The problem: Copy the lines of the entries exactly, from the opening one to the one holding "segments within an", and leave out everything after.

########################################

//! Adaptive spline-to-arc path generation
//!
//! The generator respects the position, heading and rotation of each
//! waypoint. A Hermite spline is constructed per waypoint pair, then
//! approximated by a minimal sequence of line and arc segments within an
//! error tolerance using binary subdivision: the candidate span starts as the
//! whole spline, the fit is checked at the 25% and 75% points, good spans are
//! greedily extended and bad spans halved until the try budget runs out.
//!
//! All downstream trajectory and following logic operates on the fitted
//! line/arc representation rather than the raw spline, so the fit tolerance
//! bounds the approximation error of everything built on top of the path.

// ---------------------------------------------------------------------------
// IMPORTS
// ---------------------------------------------------------------------------

// External
use log::warn;
use ordered_float::NotNan;
use std::collections::BTreeMap;

// Internal
use super::{ArcSegment, LineSegment, Path, PathError, PathSegment, Waypoint};
use crate::maths::{spline::hermite, spline::Spline, RigidTransform2, Rotation2, Vector2};
use util::maths::{clamp, epsilon_equals};

// ---------------------------------------------------------------------------
// CONSTANTS
// ---------------------------------------------------------------------------

/// The default maximum allowable positional error for a fitted segment to be
/// deemed good.
pub const DEFAULT_FIT_CHECK_EPSILON: f64 = 1e-3;

/// The default number of times the generator tries to fit a segment to a
/// span of a spline before accepting the best fit found.
pub const DEFAULT_FIT_TRIES: usize = 25;

// ---------------------------------------------------------------------------
// DATA STRUCTURES
// ---------------------------------------------------------------------------

/// Generates line/arc paths from waypoints by fitting segments to splines.
pub struct SplinePathGenerator {
    /// The allowable positional error for a fitted segment to be considered
    /// good.
    fit_check_epsilon: f64,

    /// The maximum number of fit attempts per segment before the best fit so
    /// far is accepted.
    fit_tries: usize,
}

// ---------------------------------------------------------------------------
// IMPLEMENTATIONS
// ---------------------------------------------------------------------------

impl Default for SplinePathGenerator {
    fn default() -> Self {
        Self {
            fit_check_epsilon: DEFAULT_FIT_CHECK_EPSILON,
            fit_tries: DEFAULT_FIT_TRIES,
        }
    }
}

impl SplinePathGenerator {
    pub fn new() -> Self {
        Self::default()
    }

    /// Set the allowable positional error when checking if a segment fits the
    /// spline.
    ///
    /// Increasing this value speeds up generation at the cost of path
    /// accuracy relative to the underlying spline. The end position of the
    /// path is unaffected.
    pub fn set_fit_check_epsilon(&mut self, fit_check_epsilon: f64) {
        self.fit_check_epsilon = fit_check_epsilon;
    }

    /// Set the maximum number of fit attempts per segment.
    ///
    /// When the budget is exhausted the best fit found so far is accepted
    /// even if it is outside the tolerance.
    pub fn set_fit_tries(&mut self, fit_tries: usize) {
        self.fit_tries = fit_tries;
    }

    /// Generate a path using cubic Hermite splines between the waypoints.
    pub fn generate(&self, waypoints: &[Waypoint]) -> Result<Path, PathError> {
        self.generate_with(hermite::cubic, waypoints)
    }

    /// Generate a path using the given spline constructor between the
    /// waypoints.
    pub fn generate_with<F>(&self, spline_fn: F, waypoints: &[Waypoint]) -> Result<Path, PathError>
    where
        F: Fn(RigidTransform2, RigidTransform2) -> Spline,
    {
        if waypoints.len() < 2 {
            return Err(PathError::TooFewWaypoints(waypoints.len()));
        }

        let mut segments: Vec<PathSegment> = Vec::new();
        let mut rotation_map = BTreeMap::new();
        let mut length = 0.0;

        rotation_map.insert(NotNan::new(0.0).unwrap(), waypoints[0].rotation);

        for pair in waypoints.windows(2) {
            let (start, end) = (&pair[0], &pair[1]);

            let spline = spline_fn(
                RigidTransform2::new(start.position, start.heading),
                RigidTransform2::new(end.position, end.heading),
            );

            let mut seg_start = 0.0;
            while !epsilon_equals(seg_start, 1.0) {
                let (seg, seg_end) = self.fit_segment(&spline, seg_start);

                // Keys are finite since segment lengths are sums of norms
                length += seg.length();
                segments.push(seg);

                if epsilon_equals(seg_end, 1.0) {
                    rotation_map.insert(NotNan::new(length).unwrap(), end.rotation);
                }

                seg_start = seg_end;
            }
        }

        Ok(Path::new(segments, rotation_map))
    }

    /// Fit a single line or arc segment to the spline starting at the given
    /// parameter, returning the segment and the parameter it reaches.
    fn fit_segment(&self, spline: &Spline, seg_start: f64) -> (PathSegment, f64) {
        let mut seg_end = 1.0;

        let mut last_good: Option<(PathSegment, f64)> = None;
        let mut seg: Option<PathSegment>;

        let mut fit_try = 0;
        loop {
            fit_try += 1;

            let seg_delta = seg_end - seg_start;
            let seg_mid = seg_start + seg_delta / 2.0;

            let start_pos = spline.point(seg_start);
            let end_pos = spline.point(seg_end);
            let mid_pos = spline.point(seg_mid);

            let delta_end = end_pos - start_pos;
            let delta_mid = mid_pos - start_pos;

            // Three colinear sample points mean the span is a line, otherwise
            // fit a circular arc through them
            seg = if Vector2::angle_between(&delta_mid, &delta_end) == Rotation2::ZERO {
                Some(PathSegment::Line(LineSegment::new(start_pos, end_pos)))
            } else {
                ArcSegment::from_points(start_pos, mid_pos, end_pos).map(PathSegment::Arc)
            };

            // Out of tries, accept whatever we have
            if fit_try >= self.fit_tries {
                break;
            }

            let candidate = match seg {
                Some(ref s) => s,
                None => {
                    // Degenerate arc, shrink the span and retry
                    seg_end -= seg_delta / 2.0;
                    continue;
                }
            };

            // Check the fit at the quarter points of the span
            let (first_qtr_error, last_qtr_error) =
                quarter_point_errors(candidate, spline, seg_start, seg_end);

            if first_qtr_error > self.fit_check_epsilon || last_qtr_error > self.fit_check_epsilon {
                // Halve the span and try again
                seg_end -= seg_delta / 2.0;

                if let Some((good_seg, good_end)) = last_good.take() {
                    // Boundary found, use the last good segment
                    seg = Some(good_seg);
                    seg_end = good_end;
                    break;
                }
            } else {
                // The segment is good, greedily try to extend it. The end of
                // the span must not pass 1, the spline is undefined beyond it.
                last_good = Some((candidate.clone(), seg_end));
                seg_end = clamp(&(seg_end + seg_delta / 2.0), &0.0, &1.0);
            }
        }

        let seg = match seg {
            Some(s) => s,
            // No arc could be fitted at all, connect the span directly
            None => PathSegment::Line(LineSegment::new(
                spline.point(seg_start),
                spline.point(seg_end),
            )),
        };

        // The try budget can run out before the tolerance is met. The best
        // fit is still accepted, but the residual is worth a warning.
        let (first_qtr_error, last_qtr_error) =
            quarter_point_errors(&seg, spline, seg_start, seg_end);
        let residual = first_qtr_error.max(last_qtr_error);
        if residual > self.fit_check_epsilon {
            warn!(
                "Segment fit tolerance not met after {} tries, accepting residual error {:.2e} (tolerance {:.2e})",
                self.fit_tries, residual, self.fit_check_epsilon
            );
        }

        (seg, seg_end)
    }
}

// ---------------------------------------------------------------------------
// FUNCTIONS
// ---------------------------------------------------------------------------

/// Positional error between a candidate segment and the spline span it
/// approximates, sampled at the 25% and 75% points of the span.
fn quarter_point_errors(
    candidate: &PathSegment,
    spline: &Spline,
    seg_start: f64,
    seg_end: f64,
) -> (f64, f64) {
    let seg_delta = seg_end - seg_start;

    let first_qtr = seg_start + seg_delta / 4.0;
    let last_qtr = seg_start + 3.0 * seg_delta / 4.0;

    let approx_first = candidate.calculate(0.25 * candidate.length()).position;
    let approx_last = candidate.calculate(0.75 * candidate.length()).position;

    (
        (approx_first - spline.point(first_qtr)).length(),
        (approx_last - spline.point(last_qtr)).length(),
    )
}

// ---------------------------------------------------------------------------
// TESTS
// ---------------------------------------------------------------------------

########################################

Solution to the exercise:
//! Adaptive spline-to-arc path generation
//!
//! The generator respects the position, heading and rotation of each
//! waypoint. A Hermite spline is constructed per waypoint pair, then
//! approximated by a minimal sequence of line and arc segments within an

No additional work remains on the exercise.